[DATASET ENTRIES — start]

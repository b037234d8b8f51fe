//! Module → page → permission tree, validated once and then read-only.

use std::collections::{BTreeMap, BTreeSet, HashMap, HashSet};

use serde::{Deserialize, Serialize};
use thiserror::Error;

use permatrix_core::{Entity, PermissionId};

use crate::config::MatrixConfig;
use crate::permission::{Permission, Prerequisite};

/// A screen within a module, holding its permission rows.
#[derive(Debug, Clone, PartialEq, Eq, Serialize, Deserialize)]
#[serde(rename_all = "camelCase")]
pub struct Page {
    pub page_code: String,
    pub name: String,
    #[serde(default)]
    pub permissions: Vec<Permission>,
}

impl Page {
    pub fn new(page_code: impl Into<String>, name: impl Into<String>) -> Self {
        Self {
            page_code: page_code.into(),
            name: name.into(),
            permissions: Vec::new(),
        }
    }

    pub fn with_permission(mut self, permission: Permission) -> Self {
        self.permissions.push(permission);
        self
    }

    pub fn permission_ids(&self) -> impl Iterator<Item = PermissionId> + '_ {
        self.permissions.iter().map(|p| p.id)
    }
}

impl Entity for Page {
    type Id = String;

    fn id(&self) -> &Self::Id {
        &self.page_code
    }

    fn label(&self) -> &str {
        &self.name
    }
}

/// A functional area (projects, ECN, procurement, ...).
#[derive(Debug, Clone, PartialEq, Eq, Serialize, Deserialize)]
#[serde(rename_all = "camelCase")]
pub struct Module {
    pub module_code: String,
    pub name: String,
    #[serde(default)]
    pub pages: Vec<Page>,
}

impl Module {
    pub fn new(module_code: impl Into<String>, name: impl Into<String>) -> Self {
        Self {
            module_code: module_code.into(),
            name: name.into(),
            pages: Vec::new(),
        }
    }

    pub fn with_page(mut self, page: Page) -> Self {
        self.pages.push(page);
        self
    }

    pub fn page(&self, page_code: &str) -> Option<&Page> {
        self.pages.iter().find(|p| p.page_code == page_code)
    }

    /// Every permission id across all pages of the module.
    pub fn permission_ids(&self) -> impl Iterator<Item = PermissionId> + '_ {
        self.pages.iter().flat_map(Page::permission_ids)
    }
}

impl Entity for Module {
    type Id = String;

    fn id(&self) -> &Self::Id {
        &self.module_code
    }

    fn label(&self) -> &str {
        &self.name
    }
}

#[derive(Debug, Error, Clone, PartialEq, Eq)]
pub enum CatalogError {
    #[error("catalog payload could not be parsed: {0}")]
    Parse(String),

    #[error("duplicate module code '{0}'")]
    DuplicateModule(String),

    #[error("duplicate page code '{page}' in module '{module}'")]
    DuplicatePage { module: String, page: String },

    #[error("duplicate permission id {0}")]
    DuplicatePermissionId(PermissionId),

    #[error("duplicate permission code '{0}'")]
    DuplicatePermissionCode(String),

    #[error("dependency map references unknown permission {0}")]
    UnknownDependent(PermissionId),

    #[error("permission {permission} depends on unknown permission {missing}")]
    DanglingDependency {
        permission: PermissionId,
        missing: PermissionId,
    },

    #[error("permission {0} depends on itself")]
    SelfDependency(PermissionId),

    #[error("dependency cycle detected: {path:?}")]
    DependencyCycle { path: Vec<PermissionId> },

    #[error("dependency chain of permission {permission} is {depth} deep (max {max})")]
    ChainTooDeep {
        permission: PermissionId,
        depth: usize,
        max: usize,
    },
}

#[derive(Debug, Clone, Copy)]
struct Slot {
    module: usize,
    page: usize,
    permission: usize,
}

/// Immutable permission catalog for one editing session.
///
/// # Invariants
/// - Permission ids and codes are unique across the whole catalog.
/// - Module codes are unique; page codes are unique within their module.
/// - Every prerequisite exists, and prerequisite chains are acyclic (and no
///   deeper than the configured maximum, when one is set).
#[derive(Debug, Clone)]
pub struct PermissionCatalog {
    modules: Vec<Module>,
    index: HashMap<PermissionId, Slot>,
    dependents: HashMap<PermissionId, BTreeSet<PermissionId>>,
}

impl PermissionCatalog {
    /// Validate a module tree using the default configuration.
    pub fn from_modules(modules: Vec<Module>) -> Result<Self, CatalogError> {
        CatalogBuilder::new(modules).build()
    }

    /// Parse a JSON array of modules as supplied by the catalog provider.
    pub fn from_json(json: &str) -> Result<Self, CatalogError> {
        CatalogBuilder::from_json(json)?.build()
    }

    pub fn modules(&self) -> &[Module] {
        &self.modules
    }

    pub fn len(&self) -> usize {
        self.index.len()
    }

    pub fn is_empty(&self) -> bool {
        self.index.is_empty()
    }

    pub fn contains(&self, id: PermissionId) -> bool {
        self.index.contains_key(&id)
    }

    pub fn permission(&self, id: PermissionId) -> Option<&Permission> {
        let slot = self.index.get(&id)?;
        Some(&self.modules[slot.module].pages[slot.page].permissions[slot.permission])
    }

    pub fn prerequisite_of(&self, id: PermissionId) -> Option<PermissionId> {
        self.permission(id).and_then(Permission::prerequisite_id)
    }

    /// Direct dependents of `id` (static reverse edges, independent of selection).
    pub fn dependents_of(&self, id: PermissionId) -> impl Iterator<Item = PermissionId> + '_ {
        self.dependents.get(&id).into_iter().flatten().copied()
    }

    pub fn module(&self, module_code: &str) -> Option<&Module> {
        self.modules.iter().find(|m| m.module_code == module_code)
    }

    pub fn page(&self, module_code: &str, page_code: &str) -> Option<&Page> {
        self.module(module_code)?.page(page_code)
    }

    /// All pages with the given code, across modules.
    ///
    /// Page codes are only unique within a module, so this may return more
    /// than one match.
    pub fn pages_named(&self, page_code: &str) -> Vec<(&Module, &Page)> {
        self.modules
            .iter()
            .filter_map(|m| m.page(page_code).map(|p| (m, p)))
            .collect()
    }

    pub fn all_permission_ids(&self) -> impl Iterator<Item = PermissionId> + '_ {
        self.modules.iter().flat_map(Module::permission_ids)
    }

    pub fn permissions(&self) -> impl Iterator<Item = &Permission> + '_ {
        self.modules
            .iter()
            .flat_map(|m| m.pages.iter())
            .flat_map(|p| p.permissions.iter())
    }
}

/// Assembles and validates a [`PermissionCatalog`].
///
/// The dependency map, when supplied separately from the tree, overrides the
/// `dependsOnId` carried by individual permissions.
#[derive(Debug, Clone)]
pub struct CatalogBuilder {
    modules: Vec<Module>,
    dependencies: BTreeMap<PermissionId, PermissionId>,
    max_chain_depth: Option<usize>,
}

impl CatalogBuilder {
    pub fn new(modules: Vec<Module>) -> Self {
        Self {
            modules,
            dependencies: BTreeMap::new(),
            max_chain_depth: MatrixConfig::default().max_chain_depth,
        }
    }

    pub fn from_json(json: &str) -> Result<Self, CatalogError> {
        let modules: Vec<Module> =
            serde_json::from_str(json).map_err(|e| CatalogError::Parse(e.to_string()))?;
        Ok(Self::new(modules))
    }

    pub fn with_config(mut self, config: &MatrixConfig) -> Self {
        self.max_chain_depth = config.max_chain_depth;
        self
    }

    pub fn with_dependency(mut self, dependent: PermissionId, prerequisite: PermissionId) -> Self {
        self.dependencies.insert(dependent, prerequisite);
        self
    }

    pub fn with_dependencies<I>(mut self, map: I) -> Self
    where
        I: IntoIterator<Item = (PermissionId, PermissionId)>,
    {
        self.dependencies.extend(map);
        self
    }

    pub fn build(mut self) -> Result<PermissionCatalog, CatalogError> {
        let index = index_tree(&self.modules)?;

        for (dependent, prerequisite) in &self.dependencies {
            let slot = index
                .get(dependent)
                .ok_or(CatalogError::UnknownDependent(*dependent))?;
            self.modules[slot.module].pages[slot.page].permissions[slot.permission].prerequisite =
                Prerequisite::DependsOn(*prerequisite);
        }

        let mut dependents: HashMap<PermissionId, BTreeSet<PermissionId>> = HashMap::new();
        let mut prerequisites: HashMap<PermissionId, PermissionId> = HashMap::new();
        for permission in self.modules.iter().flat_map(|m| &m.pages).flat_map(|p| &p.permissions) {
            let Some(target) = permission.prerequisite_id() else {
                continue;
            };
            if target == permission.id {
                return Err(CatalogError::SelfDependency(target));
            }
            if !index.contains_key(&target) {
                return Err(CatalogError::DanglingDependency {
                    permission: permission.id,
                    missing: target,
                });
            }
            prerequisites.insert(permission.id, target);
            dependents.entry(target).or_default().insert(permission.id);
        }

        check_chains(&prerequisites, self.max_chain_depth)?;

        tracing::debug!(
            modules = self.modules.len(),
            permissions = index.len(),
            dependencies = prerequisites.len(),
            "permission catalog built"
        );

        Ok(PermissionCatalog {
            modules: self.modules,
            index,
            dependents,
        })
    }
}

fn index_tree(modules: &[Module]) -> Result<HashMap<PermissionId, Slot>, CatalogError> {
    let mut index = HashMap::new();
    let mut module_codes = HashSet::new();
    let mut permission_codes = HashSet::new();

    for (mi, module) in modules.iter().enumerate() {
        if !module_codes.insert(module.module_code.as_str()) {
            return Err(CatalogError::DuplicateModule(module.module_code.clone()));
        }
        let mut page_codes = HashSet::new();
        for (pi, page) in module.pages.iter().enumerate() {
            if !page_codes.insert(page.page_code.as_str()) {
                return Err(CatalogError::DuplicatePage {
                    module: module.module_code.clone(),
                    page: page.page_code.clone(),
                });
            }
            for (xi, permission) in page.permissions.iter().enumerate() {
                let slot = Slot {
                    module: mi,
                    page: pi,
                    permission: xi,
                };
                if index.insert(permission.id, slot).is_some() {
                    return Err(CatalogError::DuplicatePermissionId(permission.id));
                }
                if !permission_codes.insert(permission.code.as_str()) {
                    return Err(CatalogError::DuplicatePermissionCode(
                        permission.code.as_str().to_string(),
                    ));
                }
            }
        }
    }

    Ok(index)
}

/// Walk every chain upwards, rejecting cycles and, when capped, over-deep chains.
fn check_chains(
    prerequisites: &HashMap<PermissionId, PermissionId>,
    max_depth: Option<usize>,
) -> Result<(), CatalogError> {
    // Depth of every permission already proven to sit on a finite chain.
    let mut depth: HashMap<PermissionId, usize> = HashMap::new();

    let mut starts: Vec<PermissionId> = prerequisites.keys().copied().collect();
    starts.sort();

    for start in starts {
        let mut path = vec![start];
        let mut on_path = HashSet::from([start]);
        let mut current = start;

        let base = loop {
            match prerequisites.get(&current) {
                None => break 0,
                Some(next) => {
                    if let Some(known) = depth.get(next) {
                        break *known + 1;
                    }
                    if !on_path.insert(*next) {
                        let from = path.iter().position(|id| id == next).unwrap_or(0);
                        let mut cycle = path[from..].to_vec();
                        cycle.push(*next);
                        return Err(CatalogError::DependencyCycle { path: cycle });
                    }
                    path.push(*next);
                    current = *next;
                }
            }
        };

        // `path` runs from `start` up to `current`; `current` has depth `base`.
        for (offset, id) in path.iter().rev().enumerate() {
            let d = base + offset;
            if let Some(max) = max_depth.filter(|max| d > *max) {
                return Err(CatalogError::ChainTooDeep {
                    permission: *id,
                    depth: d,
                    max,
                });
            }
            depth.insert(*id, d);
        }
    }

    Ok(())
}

[DATASET ENTRIES — finish]
[DATASET ENTRIES — start]

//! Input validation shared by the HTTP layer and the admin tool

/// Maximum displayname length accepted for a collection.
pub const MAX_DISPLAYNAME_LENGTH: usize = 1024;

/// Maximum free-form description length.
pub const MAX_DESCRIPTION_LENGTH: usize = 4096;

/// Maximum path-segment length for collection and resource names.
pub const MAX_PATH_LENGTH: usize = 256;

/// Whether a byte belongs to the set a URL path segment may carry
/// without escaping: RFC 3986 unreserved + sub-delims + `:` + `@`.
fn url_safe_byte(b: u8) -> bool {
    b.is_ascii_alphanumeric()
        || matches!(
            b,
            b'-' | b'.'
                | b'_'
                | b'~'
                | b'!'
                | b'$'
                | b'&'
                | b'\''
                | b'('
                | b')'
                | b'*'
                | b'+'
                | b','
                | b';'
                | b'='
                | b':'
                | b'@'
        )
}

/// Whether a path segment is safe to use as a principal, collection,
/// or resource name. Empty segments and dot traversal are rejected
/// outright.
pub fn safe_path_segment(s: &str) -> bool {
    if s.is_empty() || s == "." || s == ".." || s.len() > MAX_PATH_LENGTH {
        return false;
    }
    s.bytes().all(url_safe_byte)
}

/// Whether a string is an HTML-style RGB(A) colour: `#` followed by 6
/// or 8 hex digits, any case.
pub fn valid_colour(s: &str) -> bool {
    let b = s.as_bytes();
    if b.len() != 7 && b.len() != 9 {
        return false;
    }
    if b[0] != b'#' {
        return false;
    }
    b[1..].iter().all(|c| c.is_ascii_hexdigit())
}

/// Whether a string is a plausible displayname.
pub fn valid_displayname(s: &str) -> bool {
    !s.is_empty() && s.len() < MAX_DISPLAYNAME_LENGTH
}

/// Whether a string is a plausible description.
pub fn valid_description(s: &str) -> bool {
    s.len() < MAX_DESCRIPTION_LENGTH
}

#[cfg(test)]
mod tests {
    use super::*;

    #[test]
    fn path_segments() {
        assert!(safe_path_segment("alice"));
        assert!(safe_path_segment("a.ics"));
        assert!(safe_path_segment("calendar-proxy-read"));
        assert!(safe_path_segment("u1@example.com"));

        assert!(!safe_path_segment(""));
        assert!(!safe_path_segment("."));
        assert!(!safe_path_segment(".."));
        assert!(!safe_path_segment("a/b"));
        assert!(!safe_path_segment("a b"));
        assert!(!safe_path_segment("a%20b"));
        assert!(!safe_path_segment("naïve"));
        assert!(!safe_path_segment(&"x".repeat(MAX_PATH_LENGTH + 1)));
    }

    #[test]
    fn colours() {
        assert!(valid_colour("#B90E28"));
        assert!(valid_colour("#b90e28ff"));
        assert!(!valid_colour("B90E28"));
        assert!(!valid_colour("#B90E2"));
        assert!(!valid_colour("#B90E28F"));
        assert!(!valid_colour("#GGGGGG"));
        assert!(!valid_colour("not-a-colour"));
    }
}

[DATASET ENTRIES — finish]

# [YOUR INSTRUCTIONS]
A complete answer reproduces every line of the records in which the word "const" occurs.

# [RESULT]
pub const MAX_DISPLAYNAME_LENGTH: usize = 1024;
pub const MAX_DESCRIPTION_LENGTH: usize = 4096;
pub const MAX_PATH_LENGTH: usize = 256;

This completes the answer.